Un parto da incubo all'ospedale Cardarelli di Napoli. Una biologa casertano ha raccontato la sua terribile esperienza in una lettera-denuncia inviata al nosocomio napoletano lo scorso 9 agosto. Il ricovero, dovuto alle contrazioni pre-parto, avviene lo scorso 4 aprile. Inizialmente la futura mamma viene accolta da "una dottoressa gentile e professionale". Poi però quando le acque le si sono rotte, racconta la donna, è cominciato l'incubo. Repubblica.it riporta alcuni passi della lettera:

 "L’ostetrica, urlando dal corridoio che portava alla sala parto, disse di raggiungerla a piedi ma io non riuscivo neanche a tenermi in piedi. Mia madre vide che, in quel corridoio, l’infermiera diceva all’ostetrica che io non ce la facevo a camminare e l’ostetrica insisteva dicendo in maniera sgarbata di forzarmi a farmi camminare per raggiungere la sala parto. Io mi aggrappai all’infermiera e riuscii a raggiungere il lettino della sala parto.

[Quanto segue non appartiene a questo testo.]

use std::collections::BTreeSet;

use crate::cli::commands::open_session;
use crate::cli::parser::{Cli, Commands};
use crate::config::Config;
use crate::errors::AppResult;
use crate::reactive::Readable;
use crate::ui::messages;
use crate::utils::colors::{colorize, color_for_balance};
use crate::utils::date;
use crate::utils::formatting::yes_no;
use crate::utils::hours2readable;
use crate::utils::table::{Column, Table};

pub fn handle(cli: &Cli, cfg: &Config) -> AppResult<()> {
    if let Commands::Summary { month } = &cli.command {
        let session = open_session(cli, cfg, month.as_deref())?;
        let views = &session.views;
        let summary = views.month_summary.get();

        messages::header(format!("Summary of {}", date::month_label(summary.month)));
        println!("Logged:    {}", hours2readable(summary.total_hours, false));
        println!("Required:  {}", hours2readable(summary.required_hours, false));
        println!(
            "Balance:   {}",
            colorize(
                &hours2readable(summary.balance, true),
                color_for_balance(summary.balance)
            )
        );
        println!("Read-only: {}", yes_no(summary.read_only));

        let tasks: BTreeSet<i64> = session
            .state
            .log_entries
            .with(|entries| entries.iter().map(|e| e.task_id).collect());
        if tasks.is_empty() {
            messages::info("No hours logged for this month.");
            return Ok(());
        }

        println!();
        let mut table = Table::new(vec![
            Column::right("Task", 8),
            Column::right("Hours", 8),
            Column::left("Favorite", 0),
        ]);
        for task in tasks {
            let favorite = views.is_task_favorite(task).get();
            table.add_row(vec![
                task.to_string(),
                hours2readable(views.total_hours_for_task(task).get(), false),
                if favorite { "*".to_string() } else { String::new() },
            ]);
        }
        print!("{}", table.render());
    }
    Ok(())
}
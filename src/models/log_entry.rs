use chrono::NaiveDate;
use serde::{Deserialize, Serialize};

/// Hours logged on one task for one day.
///
/// Several entries may share the same `(task_id, date)` pair (split hours), so
/// anything that aggregates must sum rather than look up a single entry.
#[derive(Debug, Clone, PartialEq, Serialize, Deserialize)]
pub struct LogEntry {
    pub task_id: i64,
    pub date: NaiveDate, // day-level; time of day never matters
    pub hours: f64,
    #[serde(default)]
    pub is_work_from_home: bool,
}

impl LogEntry {
    pub fn new(task_id: i64, date: NaiveDate, hours: f64, is_work_from_home: bool) -> Self {
        Self {
            task_id,
            date,
            hours,
            is_work_from_home,
        }
    }

    pub fn is_on(&self, date: NaiveDate) -> bool {
        self.date == date
    }

    pub fn matches(&self, task_id: i64, date: NaiveDate) -> bool {
        self.task_id == task_id && self.date == date
    }
}
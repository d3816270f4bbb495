//! Logging bootstrap for the CLI.
//!
//! The library only emits through the `log` facade; the binary decides where
//! records go. `RUST_LOG` overrides the configured level.

use flexi_logger::{Logger, LoggerHandle};
use log::info;
use once_cell::sync::OnceCell;

use crate::errors::{AppError, AppResult};

static LOGGER: OnceCell<LoggerHandle> = OnceCell::new();

/// Starts stderr logging at `level`. Repeated calls are no-ops.
pub fn init_logging(level: &str) -> AppResult<()> {
    LOGGER.get_or_try_init(|| -> AppResult<LoggerHandle> {
        let handle = Logger::try_with_env_or_str(level)
            .map_err(|err| AppError::Config(format!("invalid log level `{level}`: {err}")))?
            .log_to_stderr()
            .format(flexi_logger::default_format)
            .start()
            .map_err(|err| AppError::Config(format!("failed to start logger: {err}")))?;

        info!(
            "event=app_start version={} level={level}",
            env!("CARGO_PKG_VERSION")
        );
        Ok(handle)
    })?;
    Ok(())
}
/// Positive when more hours were logged than required.
pub fn calculate_balance(total_hours: f64, required_hours: f64) -> f64 {
    total_hours - required_hours
}
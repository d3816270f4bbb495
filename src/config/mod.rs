use log::debug;
use serde::{Deserialize, Serialize};
use std::fs;
use std::path::{Path, PathBuf};

use crate::errors::{AppError, AppResult};
use crate::utils::path::expand_tilde;

#[derive(Debug, Serialize, Deserialize)]
pub struct Config {
    /// Default snapshot file read by the CLI.
    #[serde(default = "default_snapshot")]
    pub snapshot: String,
    /// Used when the snapshot does not say whether weekends are shown.
    #[serde(default)]
    pub display_weekend: bool,
    #[serde(default = "default_log_level")]
    pub log_level: String,
}

fn default_snapshot() -> String {
    Config::snapshot_file().to_string_lossy().to_string()
}
fn default_log_level() -> String {
    "warn".to_string()
}

impl Default for Config {
    fn default() -> Self {
        Self {
            snapshot: default_snapshot(),
            display_weekend: false,
            log_level: default_log_level(),
        }
    }
}

impl Config {
    /// Return the standard configuration directory (`~/.rtimegrid`)
    pub fn config_dir() -> PathBuf {
        dirs::home_dir()
            .unwrap_or_else(|| PathBuf::from("."))
            .join(".rtimegrid")
    }

    /// Return the full path of the config file
    pub fn config_file() -> PathBuf {
        Self::config_dir().join("rtimegrid.conf")
    }

    /// Return the default snapshot path
    pub fn snapshot_file() -> PathBuf {
        Self::config_dir().join("snapshot.json")
    }

    /// Load configuration from the standard location, or defaults if not found
    pub fn load() -> AppResult<Self> {
        Self::load_from(&Self::config_file())
    }

    pub fn load_from(path: &Path) -> AppResult<Self> {
        if !path.exists() {
            debug!("no config at {}, using defaults", path.display());
            return Ok(Self::default());
        }

        let content = fs::read_to_string(path)?;
        Self::from_yaml(&content)
    }

    pub fn from_yaml(content: &str) -> AppResult<Self> {
        if content.trim().is_empty() {
            return Ok(Self::default());
        }
        let cfg: Config = serde_yaml::from_str(content)?;
        if cfg.log_level.trim().is_empty() {
            return Err(AppError::Config("log_level must not be empty".to_string()));
        }
        Ok(cfg)
    }

    pub fn to_yaml(&self) -> AppResult<String> {
        Ok(serde_yaml::to_string(self)?)
    }

    /// Snapshot path with `~/` expanded.
    pub fn snapshot_path(&self) -> PathBuf {
        expand_tilde(&self.snapshot)
    }
}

Durante il parto mi urlava continuamente addosso, io, per il forte dolore, tendevo a sollevare il bacino dalla sedia e lei mi urlava: ”Abbassa questo culo”, di continuo. E ancora : “Che fai la ballerina?”

Sanguinavo molto. l’ostetrica con modi sgarbati e mortificanti mi puliva come se stesse trattando una bestia, schifata come se io non fossi una persona e lamentava continuamente di sentire caldo, mentre io soffrivo su quella maledetta sedia.

Il direttore generale dell'ospedale, contattato da Repubblica, ha risposto: "Capiremo in tempi brevi come sono andate le cose. È un dovere anche nell’interesse dei dipendenti del Cardarelli che lavorano con abnegazione e vedono sacrificati i propri sforzi per colpa di pochi. Ascoltare i pazienti aiuta a raggiungere il nostro obiettivo: garantire salute".